Although probably not in the shape of a six-foot tall stone egg.

15 Comments

  1. Erein on August 28, 2022 at 10:58 am

    Unduplicatable? Is that a real word? Wouldn’t ‘unique’ be more suitable? If we’re going to read an article about the well educated people who are in love with an area, it would be nice to read a well written article.

    • Kate Blackwood on September 2, 2022 at 8:38 am

      I’m so glad you pointed this out. No, “unduplicatable” isn’t a word you’ll find in the dictionary. I guess you could say I made it up. It expresses exactly what I wanted to say, and the rhythm was right for the headline. When your blog doesn’t have an editor, you can do what you want with language ; )

      • H. on September 3, 2022 at 5:33 am

        This word actually made me read the article. Unique wouldn’t be unique.

    • Alan on September 8, 2022 at 12:01 pm

      Unduplicatable is a real word, but you can only use it once. Because it can’t be duplicated. This makes it far more unique than ‘unique,’ which is the standard word everyone uses and that you expected. Which makes ‘unique’ not all that unique after all. You were able to parse forth the meaning of the word ‘unduplicatable’ in order to arrive at your conclusion, which means you know what the word implied, and it gave your brain a squeeze hard enough to elicit a response. So your neurons got all fired up at a strange word and got you thinking. What’s the problem? Seems like a win to me.

  2. Ms. Jody on September 1, 2022 at 4:46 am

    Excellently written! I know the love of Ithaca as I raise my family there. I am a native to the area. I too fell in love on the shores of Cayuga. Only an outsider would criticize your wording! We happen to be a very creative bunch where everyone and everything is acceptable. I owned a school on the west side of of this Lake for years. I town is gorgeous, or as the natives say.. Ithaca is g o r g e s and there is no place like home!

    • Kate Blackwood on September 2, 2022 at 8:35 am

      Ithaca is such an amazing place to raise a family — and to run a school, I imagine. Thanks for sharing your experience!

  3. Mary on September 1, 2022 at 4:21 pm

    Kate, you are so right about the special qualities that make Ithaca what it is-as you said unduplicatable. Thank you for a beautiful read about an area that I love and appreciate very much.

    • Kate Blackwood on September 2, 2022 at 8:36 am

      I’m pleased that you enjoyed it — I think EVERY place has its unduplicatable features. It’s just a matter of finding them, and finding them is an act of love.

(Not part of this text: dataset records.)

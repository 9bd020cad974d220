//! Column-Oriented Frame

use crate::error::FrameError;
use crate::value::Value;
use serde::{Deserialize, Serialize};

fn is_missing(raw: &str) -> bool {
    let raw = raw.trim();
    raw.is_empty() || raw.eq_ignore_ascii_case("nan")
}

/// Storage kind of a column, inferred from its cells
#[derive(Debug, Clone, Copy, PartialEq, Eq, Serialize, Deserialize)]
pub enum ColumnKind {
    /// Only missing cells
    Empty,
    Bool,
    Int,
    Float,
    Text,
}

impl ColumnKind {
    /// Numeric columns take part in arithmetic and scaling
    pub fn is_numeric(self) -> bool {
        matches!(self, ColumnKind::Empty | ColumnKind::Int | ColumnKind::Float)
    }
}

/// A named column of cells
#[derive(Debug, Clone, PartialEq, Serialize, Deserialize)]
pub struct Column {
    name: String,
    values: Vec<Value>,
}

impl Column {
    /// Create a column from cells
    pub fn new(name: impl Into<String>, values: Vec<Value>) -> Self {
        Self {
            name: name.into(),
            values,
        }
    }

    /// Build a column from raw CSV strings, inferring one kind for all cells
    pub fn from_raw(name: impl Into<String>, raw: Vec<String>) -> Self {
        let present: Vec<&str> = raw.iter().map(|s| s.trim()).filter(|s| !is_missing(s)).collect();
        let all_bool = present
            .iter()
            .all(|s| s.eq_ignore_ascii_case("true") || s.eq_ignore_ascii_case("false"));
        let all_int = present.iter().all(|s| s.parse::<i64>().is_ok());
        let all_float = present.iter().all(|s| s.parse::<f64>().is_ok());
        let any_present = !present.is_empty();

        let values = raw
            .into_iter()
            .map(|s| {
                if is_missing(&s) {
                    return Value::Null;
                }
                let t = s.trim();
                if any_present && all_bool {
                    Value::Bool(t.eq_ignore_ascii_case("true"))
                } else if all_int {
                    t.parse().map(Value::Int).unwrap_or(Value::Null)
                } else if all_float {
                    t.parse().map(Value::float).unwrap_or(Value::Null)
                } else {
                    Value::Text(s)
                }
            })
            .collect();

        Self::new(name, values)
    }

    pub fn name(&self) -> &str {
        &self.name
    }

    pub fn values(&self) -> &[Value] {
        &self.values
    }

    pub fn values_mut(&mut self) -> &mut [Value] {
        &mut self.values
    }

    pub fn len(&self) -> usize {
        self.values.len()
    }

    pub fn is_empty(&self) -> bool {
        self.values.is_empty()
    }

    /// Number of missing cells
    pub fn null_count(&self) -> usize {
        self.values.iter().filter(|v| v.is_null()).count()
    }

    /// Numeric view of every cell (`None` for missing or non-numeric)
    pub fn numbers(&self) -> Vec<Option<f64>> {
        self.values.iter().map(Value::as_f64).collect()
    }

    /// Infer the column kind from its cells
    pub fn kind(&self) -> ColumnKind {
        let mut kind = ColumnKind::Empty;
        for value in &self.values {
            kind = match (kind, value) {
                (_, Value::Text(_)) => return ColumnKind::Text,
                (_, Value::Null) => kind,
                (ColumnKind::Empty, Value::Bool(_)) => ColumnKind::Bool,
                (ColumnKind::Empty | ColumnKind::Bool, Value::Int(_)) => ColumnKind::Int,
                (_, Value::Float(_)) => ColumnKind::Float,
                (k, _) => k,
            };
        }
        kind
    }
}

/// Ordered set of equal-length columns
#[derive(Debug, Clone, Default, PartialEq, Serialize, Deserialize)]
pub struct Frame {
    columns: Vec<Column>,
    rows: usize,
}

impl Frame {
    /// Create an empty frame with `rows` rows and no columns
    pub fn with_rows(rows: usize) -> Self {
        Self {
            columns: Vec::new(),
            rows,
        }
    }

    /// Build a frame from columns of equal length
    pub fn from_columns(columns: Vec<Column>) -> Result<Self, FrameError> {
        let rows = columns.first().map_or(0, Column::len);
        let mut frame = Self::with_rows(rows);
        for column in columns {
            if frame.has_column(column.name()) {
                return Err(FrameError::DuplicateColumn(column.name));
            }
            frame.check_length(&column)?;
            frame.columns.push(column);
        }
        Ok(frame)
    }

    /// Build a frame from a header and row-major cells
    pub fn from_rows(header: &[&str], rows: Vec<Vec<Value>>) -> Result<Self, FrameError> {
        let mut columns: Vec<Vec<Value>> = vec![Vec::with_capacity(rows.len()); header.len()];
        for (line, row) in rows.into_iter().enumerate() {
            if row.len() != header.len() {
                return Err(FrameError::LengthMismatch {
                    column: format!("row {}", line),
                    expected: header.len(),
                    actual: row.len(),
                });
            }
            for (idx, value) in row.into_iter().enumerate() {
                columns[idx].push(value);
            }
        }
        Self::from_columns(
            header
                .iter()
                .zip(columns)
                .map(|(name, values)| Column::new(*name, values))
                .collect(),
        )
    }

    pub fn row_count(&self) -> usize {
        self.rows
    }

    pub fn column_count(&self) -> usize {
        self.columns.len()
    }

    /// Total number of cells (rows × columns)
    pub fn cell_count(&self) -> usize {
        self.rows * self.columns.len()
    }

    /// Number of missing cells across all columns
    pub fn missing_count(&self) -> usize {
        self.columns.iter().map(Column::null_count).sum()
    }

    pub fn columns(&self) -> &[Column] {
        &self.columns
    }

    pub fn column_names(&self) -> Vec<&str> {
        self.columns.iter().map(Column::name).collect()
    }

    pub fn has_column(&self, name: &str) -> bool {
        self.column(name).is_some()
    }

    pub fn column(&self, name: &str) -> Option<&Column> {
        self.columns.iter().find(|c| c.name == name)
    }

    pub fn column_mut(&mut self, name: &str) -> Option<&mut Column> {
        self.columns.iter_mut().find(|c| c.name == name)
    }

    /// Cells of one row, in column order
    pub fn row(&self, idx: usize) -> Vec<&Value> {
        self.columns.iter().map(|c| &c.values[idx]).collect()
    }

    /// Insert a column, replacing an existing one of the same name in place
    pub fn insert_column(
        &mut self,
        name: impl Into<String>,
        values: Vec<Value>,
    ) -> Result<(), FrameError> {
        let column = Column::new(name, values);
        if self.columns.is_empty() && self.rows == 0 {
            self.rows = column.len();
        }
        self.check_length(&column)?;
        match self.columns.iter_mut().find(|c| c.name == column.name) {
            Some(existing) => *existing = column,
            None => self.columns.push(column),
        }
        Ok(())
    }

    /// Rename a column; returns whether the source column existed
    pub fn rename_column(&mut self, from: &str, to: &str) -> Result<bool, FrameError> {
        if from == to {
            return Ok(self.has_column(from));
        }
        if !self.has_column(from) {
            return Ok(false);
        }
        if self.has_column(to) {
            return Err(FrameError::DuplicateColumn(to.to_string()));
        }
        if let Some(column) = self.column_mut(from) {
            column.name = to.to_string();
        }
        Ok(true)
    }

    /// New frame holding only the named columns, in the given order
    pub fn select<S: AsRef<str>>(&self, names: &[S]) -> Result<Frame, FrameError> {
        let mut selected = Frame::with_rows(self.rows);
        for name in names {
            let name = name.as_ref();
            let column = self
                .column(name)
                .ok_or_else(|| FrameError::UnknownColumn(name.to_string()))?;
            if selected.has_column(name) {
                return Err(FrameError::DuplicateColumn(name.to_string()));
            }
            selected.columns.push(column.clone());
        }
        Ok(selected)
    }

    fn check_length(&self, column: &Column) -> Result<(), FrameError> {
        if column.len() != self.rows {
            return Err(FrameError::LengthMismatch {
                column: column.name.clone(),
                expected: self.rows,
                actual: column.len(),
            });
        }
        Ok(())
    }
}
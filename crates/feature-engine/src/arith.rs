//! Cell arithmetic with null propagation

use feature_frame::Value;

/// Product of two cells; integers stay integral unless they overflow
pub(crate) fn multiply(a: &Value, b: &Value) -> Value {
    if let (Some(x), Some(y)) = (a.as_i64(), b.as_i64()) {
        if let Some(product) = x.checked_mul(y) {
            return Value::Int(product);
        }
    }
    match (a.as_f64(), b.as_f64()) {
        (Some(x), Some(y)) => Value::float(x * y),
        _ => Value::Null,
    }
}

/// `numerator / (denominator + 1)`, defined for every non-negative denominator
pub(crate) fn divide_offset(numerator: &Value, denominator: &Value) -> Value {
    match (numerator.as_f64(), denominator.as_f64()) {
        (Some(n), Some(d)) if d + 1.0 != 0.0 => Value::float(n / (d + 1.0)),
        _ => Value::Null,
    }
}

/// `numerator / denominator`, null on a zero denominator
pub(crate) fn divide(numerator: &Value, denominator: &Value) -> Value {
    match (numerator.as_f64(), denominator.as_f64()) {
        (Some(n), Some(d)) if d != 0.0 => Value::float(n / d),
        _ => Value::Null,
    }
}
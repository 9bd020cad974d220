//! Pipeline errors

use feature_engine::FeatureError;
use feature_frame::FrameError;
use feature_scaler::ScalingError;
use std::path::PathBuf;
use storage::StorageError;
use thiserror::Error;

/// Pipeline errors
#[derive(Debug, Error)]
pub enum PipelineError {
    #[error("No CSV files found in {}", display_dirs(.searched))]
    InputNotFound { searched: Vec<PathBuf> },
    #[error("Configuration error: {0}")]
    Config(#[from] config::ConfigError),
    #[error("Frame error: {0}")]
    Frame(#[from] FrameError),
    #[error("Feature engineering error: {0}")]
    Feature(#[from] FeatureError),
    #[error("Scaling error: {0}")]
    Scaling(#[from] ScalingError),
    #[error("Storage error: {0}")]
    Storage(#[from] StorageError),
    #[error("I/O error: {0}")]
    Io(#[from] std::io::Error),
    #[error("Logging setup failed: {0}")]
    Logging(String),
}

fn display_dirs(dirs: &[PathBuf]) -> String {
    let dirs: Vec<String> = dirs.iter().map(|d| d.display().to_string()).collect();
    dirs.join(" or ")
}
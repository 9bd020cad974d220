//! Scaler Stage

use crate::error::ScalingError;
use crate::scaler::{FittedColumn, ScalerParams, ScalingMethod};
use feature_engine::columns::{
    CHURN, CUSTOMER_VALUE_SEGMENT, ENCODED_SUFFIX, MONTHLY_CHARGES, TENURE, TENURE_GROUP,
    TOTAL_CHARGES,
};
use feature_frame::Frame;
use serde::{Deserialize, Serialize};
use tracing::{debug, info, warn};

/// Column partitioning for the scaler stage
#[derive(Debug, Clone, Serialize, Deserialize)]
#[serde(default)]
pub struct ScalerConfig {
    /// Columns scaled to zero mean and unit variance
    pub standard_columns: Vec<String>,
    /// Label and ordinal columns left raw
    pub excluded_columns: Vec<String>,
    /// Name suffix of categorical columns left raw
    pub excluded_suffix: String,
}

impl Default for ScalerConfig {
    fn default() -> Self {
        Self {
            standard_columns: [TENURE, MONTHLY_CHARGES, TOTAL_CHARGES]
                .map(String::from)
                .to_vec(),
            excluded_columns: [CHURN, TENURE_GROUP, CUSTOMER_VALUE_SEGMENT]
                .map(String::from)
                .to_vec(),
            excluded_suffix: ENCODED_SUFFIX.to_string(),
        }
    }
}

/// Scaler parameters fitted on one batch.
///
/// Held in memory only; a later batch refits from scratch.
#[derive(Debug, Clone, Default, PartialEq, Serialize, Deserialize)]
pub struct FittedScalers {
    columns: Vec<FittedColumn>,
}

impl FittedScalers {
    pub fn columns(&self) -> &[FittedColumn] {
        &self.columns
    }

    pub fn get(&self, name: &str) -> Option<&ScalerParams> {
        self.columns.iter().find(|c| c.name == name).map(|c| &c.params)
    }

    /// Names of the columns fitted with `method`
    pub fn columns_with(&self, method: ScalingMethod) -> Vec<&str> {
        self.columns
            .iter()
            .filter(|c| c.params.method() == method)
            .map(|c| c.name.as_str())
            .collect()
    }

    pub fn is_empty(&self) -> bool {
        self.columns.is_empty()
    }

    /// Apply the fitted parameters to a frame holding the same columns
    pub fn transform(&self, mut frame: Frame) -> Result<Frame, ScalingError> {
        for fitted in &self.columns {
            let column = frame
                .column(&fitted.name)
                .ok_or_else(|| ScalingError::MissingColumn(fitted.name.clone()))?;
            let scaled = column.values().iter().map(|v| fitted.params.apply_cell(v)).collect();
            frame.insert_column(fitted.name.clone(), scaled)?;
        }
        Ok(frame)
    }
}

/// Partitions numeric columns into standard and min-max scaling groups
pub struct ScalerStage {
    config: ScalerConfig,
}

impl ScalerStage {
    /// Create a new scaler stage
    pub fn new(config: ScalerConfig) -> Self {
        Self { config }
    }

    /// Numeric columns that are neither labels, ordinals nor encoded categoricals
    pub fn eligible_columns<'a>(&self, frame: &'a Frame) -> Vec<&'a str> {
        frame
            .columns()
            .iter()
            .filter(|c| c.kind().is_numeric())
            .map(|c| c.name())
            .filter(|name| !self.is_excluded(name))
            .collect()
    }

    fn is_excluded(&self, name: &str) -> bool {
        name.ends_with(&self.config.excluded_suffix)
            || self.config.excluded_columns.iter().any(|c| c == name)
    }

    /// Method assigned to a column that is being scaled
    pub fn method_for(&self, name: &str) -> ScalingMethod {
        if self.config.standard_columns.iter().any(|c| c == name) {
            ScalingMethod::Standard
        } else {
            ScalingMethod::MinMax
        }
    }

    /// Fit scalers on `frame`; `columns` overrides the eligible set
    pub fn fit(
        &self,
        frame: &Frame,
        columns: Option<&[String]>,
    ) -> Result<FittedScalers, ScalingError> {
        let to_scale: Vec<&str> = match columns {
            Some(requested) => {
                for name in requested {
                    let column = frame
                        .column(name)
                        .ok_or_else(|| ScalingError::MissingColumn(name.clone()))?;
                    if !column.kind().is_numeric() {
                        return Err(ScalingError::NonNumericColumn(name.clone()));
                    }
                }
                requested.iter().map(String::as_str).collect()
            }
            None => self.eligible_columns(frame),
        };

        let mut fitted = Vec::with_capacity(to_scale.len());
        // Standard group first, then min-max, matching the order they are applied
        for method in [ScalingMethod::Standard, ScalingMethod::MinMax] {
            for name in to_scale.iter().filter(|name| self.method_for(name) == method) {
                let Some(column) = frame.column(name) else {
                    continue;
                };
                match ScalerParams::fit(method, &column.numbers()) {
                    Some(params) => {
                        debug!("Fitted {:?} scaler for {}: {:?}", method, name, params);
                        fitted.push(FittedColumn {
                            name: name.to_string(),
                            params,
                        });
                    }
                    None => warn!("Column {} has no values, left unscaled", name),
                }
            }
        }

        Ok(FittedScalers { columns: fitted })
    }

    /// Fit on `frame` and scale it in one pass
    pub fn fit_transform(
        &self,
        frame: Frame,
        columns: Option<&[String]>,
    ) -> Result<(Frame, FittedScalers), ScalingError> {
        let fitted = self.fit(&frame, columns)?;
        let standard = fitted.columns_with(ScalingMethod::Standard);
        if !standard.is_empty() {
            info!("Standard scaled: {:?}", standard);
        }
        let minmax = fitted.columns_with(ScalingMethod::MinMax);
        if !minmax.is_empty() {
            info!("Min-max scaled: {:?}", minmax);
        }
        let frame = fitted.transform(frame)?;
        Ok((frame, fitted))
    }
}

impl Default for ScalerStage {
    fn default() -> Self {
        Self::new(ScalerConfig::default())
    }
}

#[cfg(test)]
mod tests {
    use super::*;
    use feature_frame::Value;
    use proptest::prelude::*;

    fn frame() -> Frame {
        Frame::from_rows(
            &[
                "customer_id",
                TENURE,
                MONTHLY_CHARGES,
                "service_density",
                "gender_encoded",
                CHURN,
                TENURE_GROUP,
                "PhoneService_Yes",
            ],
            vec![
                vec![
                    "a".into(),
                    Value::Int(1),
                    Value::Float(20.0),
                    Value::Float(0.5),
                    Value::Int(1),
                    Value::Int(0),
                    Value::Int(0),
                    Value::Bool(true),
                ],
                vec![
                    "b".into(),
                    Value::Int(3),
                    Value::Float(40.0),
                    Value::Float(1.5),
                    Value::Int(0),
                    Value::Int(1),
                    Value::Int(2),
                    Value::Bool(false),
                ],
            ],
        )
        .unwrap()
    }

    #[test]
    fn test_eligible_columns_exclude_labels_and_encoded() {
        let stage = ScalerStage::default();
        let frame = frame();
        assert_eq!(
            stage.eligible_columns(&frame),
            vec![TENURE, MONTHLY_CHARGES, "service_density"]
        );
    }

    #[test]
    fn test_partition_into_two_groups() {
        let (scaled, fitted) = ScalerStage::default().fit_transform(frame(), None).unwrap();
        assert_eq!(
            fitted.columns_with(ScalingMethod::Standard),
            vec![TENURE, MONTHLY_CHARGES]
        );
        assert_eq!(fitted.columns_with(ScalingMethod::MinMax), vec!["service_density"]);

        // Two points at mean +/- 1 std dev
        assert_eq!(
            scaled.column(TENURE).unwrap().values(),
            &[Value::Float(-1.0), Value::Float(1.0)]
        );
        assert_eq!(
            scaled.column("service_density").unwrap().values(),
            &[Value::Float(0.0), Value::Float(1.0)]
        );

        // Untouched columns keep their raw cells
        assert_eq!(scaled.column(CHURN), frame().column(CHURN));
        assert_eq!(scaled.column("gender_encoded"), frame().column("gender_encoded"));
        assert_eq!(
            scaled.column("PhoneService_Yes"),
            frame().column("PhoneService_Yes")
        );
    }

    #[test]
    fn test_explicit_columns_override() {
        let requested = vec!["gender_encoded".to_string()];
        let (scaled, fitted) = ScalerStage::default()
            .fit_transform(frame(), Some(&requested))
            .unwrap();
        assert_eq!(fitted.columns().len(), 1);
        assert_eq!(scaled.column(TENURE), frame().column(TENURE));
        assert_eq!(
            scaled.column("gender_encoded").unwrap().values(),
            &[Value::Float(1.0), Value::Float(0.0)]
        );
    }

    #[test]
    fn test_explicit_columns_validated() {
        let stage = ScalerStage::default();
        let missing = vec!["nope".to_string()];
        assert!(matches!(
            stage.fit(&frame(), Some(&missing)),
            Err(ScalingError::MissingColumn(_))
        ));
        let text = vec!["customer_id".to_string()];
        assert!(matches!(
            stage.fit(&frame(), Some(&text)),
            Err(ScalingError::NonNumericColumn(_))
        ));
    }

    #[test]
    fn test_fitted_params_reapply_to_new_batch() {
        let stage = ScalerStage::default();
        let (_, fitted) = stage.fit_transform(frame(), None).unwrap();
        let again = fitted.transform(frame()).unwrap();
        let (refit, _) = stage.fit_transform(frame(), None).unwrap();
        assert_eq!(again, refit);
    }

    proptest! {
        #[test]
        fn prop_minmax_within_unit_interval(
            values in prop::collection::vec(-1.0e4f64..1.0e4, 1..50)
        ) {
            let rows = values.iter().map(|v| vec![Value::Float(*v)]).collect();
            let frame = Frame::from_rows(&["charges_per_tenure"], rows).unwrap();
            let (scaled, _) = ScalerStage::default().fit_transform(frame, None).unwrap();
            for cell in scaled.column("charges_per_tenure").unwrap().values() {
                let v = cell.as_f64().unwrap();
                prop_assert!((-1e-9..=1.0 + 1e-9).contains(&v));
            }
        }
    }
}
//! Logging setup

use crate::error::PipelineError;
use serde::{Deserialize, Serialize};
use std::path::PathBuf;
use tracing::Span;
use tracing_appender::non_blocking::WorkerGuard;
use tracing_subscriber::{fmt, prelude::*, EnvFilter};

/// Stage name carried by the driver span and used for the log file
pub const STAGE_NAME: &str = "data_transformation_storage";

/// Logging configuration
#[derive(Debug, Clone, Serialize, Deserialize)]
#[serde(default)]
pub struct LoggingConfig {
    /// Filter used when `RUST_LOG` is unset
    pub level: String,
    /// Directory for the plain-text log file; console only when unset
    pub log_dir: Option<PathBuf>,
}

impl Default for LoggingConfig {
    fn default() -> Self {
        Self {
            level: "info".to_string(),
            log_dir: Some(PathBuf::from("logs")),
        }
    }
}

/// Install the global subscriber: console output plus an optional log file.
///
/// The returned guard flushes the file writer when dropped and must be held
/// until the process exits.
pub fn init_logging(config: &LoggingConfig) -> Result<Option<WorkerGuard>, PipelineError> {
    let filter = EnvFilter::try_from_default_env()
        .or_else(|_| EnvFilter::try_new(&config.level))
        .map_err(|e| PipelineError::Logging(e.to_string()))?;

    let (file_layer, guard) = match &config.log_dir {
        Some(dir) => {
            std::fs::create_dir_all(dir)?;
            let appender = tracing_appender::rolling::never(dir, format!("{}.log", STAGE_NAME));
            let (writer, guard) = tracing_appender::non_blocking(appender);
            let layer = fmt::layer().with_ansi(false).with_writer(writer);
            (Some(layer), Some(guard))
        }
        None => (None, None),
    };

    tracing_subscriber::registry()
        .with(filter)
        .with(fmt::layer().with_target(true))
        .with(file_layer)
        .try_init()
        .map_err(|e| PipelineError::Logging(e.to_string()))?;

    Ok(guard)
}

/// Span wrapping every run of the stage
pub fn stage_span() -> Span {
    tracing::info_span!("stage", name = STAGE_NAME)
}
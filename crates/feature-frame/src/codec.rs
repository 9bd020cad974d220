//! CSV Load/Save

use crate::error::FrameError;
use crate::frame::{Column, Frame};
use std::io::{Read, Write};
use std::path::Path;
use tracing::debug;

impl Frame {
    /// Load a frame from a CSV file with a header row
    pub fn read_csv(path: impl AsRef<Path>) -> Result<Self, FrameError> {
        let path = path.as_ref();
        let file = std::fs::File::open(path)?;
        let frame = Self::from_csv_reader(file)?;
        debug!(
            "Loaded {} ({} rows x {} columns)",
            path.display(),
            frame.row_count(),
            frame.column_count()
        );
        Ok(frame)
    }

    /// Load a frame from any CSV source with a header row
    pub fn from_csv_reader<R: Read>(reader: R) -> Result<Self, FrameError> {
        let mut reader = csv::ReaderBuilder::new().has_headers(true).from_reader(reader);
        let header: Vec<String> = reader.headers()?.iter().map(str::to_string).collect();

        let mut raw: Vec<Vec<String>> = vec![Vec::new(); header.len()];
        for record in reader.records() {
            let record = record?;
            for (idx, cell) in record.iter().enumerate() {
                raw[idx].push(cell.to_string());
            }
        }

        let columns = header
            .into_iter()
            .zip(raw)
            .map(|(name, cells)| Column::from_raw(name, cells))
            .collect();
        Frame::from_columns(columns)
    }

    /// Write the frame as CSV, creating parent directories
    pub fn write_csv(&self, path: impl AsRef<Path>) -> Result<(), FrameError> {
        let path = path.as_ref();
        if let Some(parent) = path.parent().filter(|p| !p.as_os_str().is_empty()) {
            std::fs::create_dir_all(parent)?;
        }
        let file = std::fs::File::create(path)?;
        self.to_csv_writer(file)?;
        debug!("Wrote {} rows to {}", self.row_count(), path.display());
        Ok(())
    }

    /// Write the frame as CSV into any sink
    pub fn to_csv_writer<W: Write>(&self, writer: W) -> Result<(), FrameError> {
        let mut writer = csv::Writer::from_writer(writer);
        writer.write_record(self.column_names())?;
        for idx in 0..self.row_count() {
            writer.write_record(self.row(idx).iter().map(|v| v.to_string()))?;
        }
        writer.flush()?;
        Ok(())
    }
}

      • Susan Jerome-Nelson on September 2, 2022 at 9:42 pm

        Ithaca is really an amazing place. I lived there for ten years because my daughters were PhD and BSc students at Cornell University. We created a CaribIthacan Family group, I missed them dearly. I recently moved to Massachusetts.

  4. Susan Jerome-Nelson on September 2, 2022 at 9:42 pm

    Ithaca is really an amazing place. I lived there for ten years because my daughters were PhD and BSc students at Cornell University. We created a CaribIthacan Family group, I missed them dearly. I recently moved to Massachusetts.

    • Kate Blackwood on September 9, 2022 at 9:37 am

      A CaribIthacan family group — that’s one of a kind! How wonderful that you were able to live near your daughters while they studied.

  5. Johnson Nasimolo on September 6, 2022 at 6:16 am

    Great information and expression. I have thought of visiting the place one day, its in my bucket list now.

    I got enchanted by the Greek classics, Homer and Odyssey, with Ithaca being the home of Ulysses, it got inprinted in me. Now this is a modern Ithaca, Its a mythical beauty, thanks for sharing.

    • Kate Blackwood on September 9, 2022 at 9:39 am

      There are some likenesses to the ancient Ithaca: lots of water, for one! I hope you get to visit the modern Ithaca.

  6. Leslie on September 6, 2022 at 8:35 pm

    You can take the woman out of Ithaca, but you can’t take Ithaca out of the woman.